Stored items from a collection:
════════════════
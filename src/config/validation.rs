use crate::config::types::{
    CircuitConfig, Config, FetchConfig, OutputConfig, PublishConfig, SourceConfig,
};
use crate::ConfigError;
use url::Url;

/// Validates the entire configuration
pub fn validate(config: &Config) -> Result<(), ConfigError> {
    validate_source_config(&config.source)?;
    validate_fetch_config(&config.fetch)?;
    validate_circuit_config(&config.circuit)?;
    validate_output_config(&config.output)?;
    validate_publish_config(&config.publish)?;
    Ok(())
}

fn validate_source_config(config: &SourceConfig) -> Result<(), ConfigError> {
    let url = Url::parse(&config.base_url)
        .map_err(|e| ConfigError::InvalidUrl(format!("Invalid base-url: {}", e)))?;

    if url.scheme() != "http" && url.scheme() != "https" {
        return Err(ConfigError::InvalidUrl(format!(
            "base-url must use http or https, got '{}'",
            url.scheme()
        )));
    }

    if config.user_agent.trim().is_empty() {
        return Err(ConfigError::Validation(
            "user-agent cannot be empty".to_string(),
        ));
    }

    Ok(())
}

fn validate_fetch_config(config: &FetchConfig) -> Result<(), ConfigError> {
    if config.min_interval_ms < 1000 {
        return Err(ConfigError::Validation(format!(
            "min-interval-ms must be >= 1000ms, got {}ms",
            config.min_interval_ms
        )));
    }

    if config.timeout_secs < 1 || config.timeout_secs > 300 {
        return Err(ConfigError::Validation(format!(
            "timeout-secs must be between 1 and 300, got {}",
            config.timeout_secs
        )));
    }

    if config.max_retries > 10 {
        return Err(ConfigError::Validation(format!(
            "max-retries must be <= 10, got {}",
            config.max_retries
        )));
    }

    if config.initial_backoff_ms > config.max_backoff_ms {
        return Err(ConfigError::Validation(format!(
            "initial-backoff-ms ({}) cannot exceed max-backoff-ms ({})",
            config.initial_backoff_ms, config.max_backoff_ms
        )));
    }

    Ok(())
}

/// `degrade-after = 0` disables the degraded stage; the breaker then goes
/// straight from closed to aborted.
fn validate_circuit_config(config: &CircuitConfig) -> Result<(), ConfigError> {
    if config.abort_after < 1 {
        return Err(ConfigError::Validation(
            "abort-after must be >= 1".to_string(),
        ));
    }

    if config.degrade_after > 0 && config.degrade_after >= config.abort_after {
        return Err(ConfigError::Validation(format!(
            "degrade-after ({}) must be lower than abort-after ({})",
            config.degrade_after, config.abort_after
        )));
    }

    Ok(())
}

fn validate_output_config(config: &OutputConfig) -> Result<(), ConfigError> {
    if config.data_dir.as_os_str().is_empty() {
        return Err(ConfigError::Validation(
            "data-dir cannot be empty".to_string(),
        ));
    }
    Ok(())
}

fn validate_publish_config(config: &PublishConfig) -> Result<(), ConfigError> {
    if !config.enabled {
        return Ok(());
    }

    if config.remote.trim().is_empty() || config.branch.trim().is_empty() {
        return Err(ConfigError::Validation(
            "publish remote and branch cannot be empty when publishing is enabled".to_string(),
        ));
    }

    Ok(())
}
//! Kyotei-Archive: boat-race archive ingestion
//!
//! This crate downloads the daily race-result (K) and race-program (B)
//! archives published by the boat-race data site, unpacks the LZH payload,
//! decodes it from Shift_JIS, parses the fixed-width text into typed race
//! records and writes them as date-partitioned CSV files.

pub mod archive;
pub mod config;
pub mod convert;
pub mod fetch;
pub mod parse;
pub mod pipeline;
pub mod publish;
pub mod record;
pub mod storage;

use thiserror::Error;

/// Main error type for Kyotei-Archive operations
#[derive(Debug, Error)]
pub enum PipelineError {
    #[error("Configuration error: {0}")]
    Config(#[from] ConfigError),

    #[error("Fetch error: {0}")]
    Fetch(#[from] fetch::FetchError),

    #[error("Archive error: {0}")]
    Extract(#[from] archive::ExtractError),

    #[error("Parse error: {0}")]
    Parse(#[from] parse::ParseError),

    #[error("Conversion error: {0}")]
    Convert(#[from] convert::ConvertError),

    #[error("Storage error: {0}")]
    Storage(#[from] storage::StorageError),

    #[error("Publish error: {0}")]
    Publish(#[from] publish::PublishError),

    #[error("HTTP client error: {0}")]
    Reqwest(#[from] reqwest::Error),

    #[error("URL parse error: {0}")]
    UrlParse(#[from] ::url::ParseError),

    #[error("Invalid date range: {0}")]
    InvalidRange(String),

    #[error("IO error: {0}")]
    Io(#[from] std::io::Error),
}

/// Configuration-specific errors
#[derive(Debug, Error)]
pub enum ConfigError {
    #[error("Failed to read config file: {0}")]
    Io(#[from] std::io::Error),

    #[error("Failed to parse TOML: {0}")]
    Parse(#[from] toml::de::Error),

    #[error("Validation error: {0}")]
    Validation(String),

    #[error("Invalid URL in config: {0}")]
    InvalidUrl(String),
}

/// Result type alias for Kyotei-Archive operations
pub type Result<T> = std::result::Result<T, PipelineError>;

/// Result type alias for configuration operations
pub type ConfigResult<T> = std::result::Result<T, ConfigError>;

// Re-export commonly used types
pub use archive::{ArchiveKind, ArchiveRequest};
pub use config::Config;
pub use pipeline::{ConversionSession, KindSelection, Pipeline, RunMode, RunPlan, SessionOutcome};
════════════════
Report every line of the data in which "scheme" appears.

(Answer area)
    if url.scheme() != "http" && url.scheme() != "https" {
            url.scheme()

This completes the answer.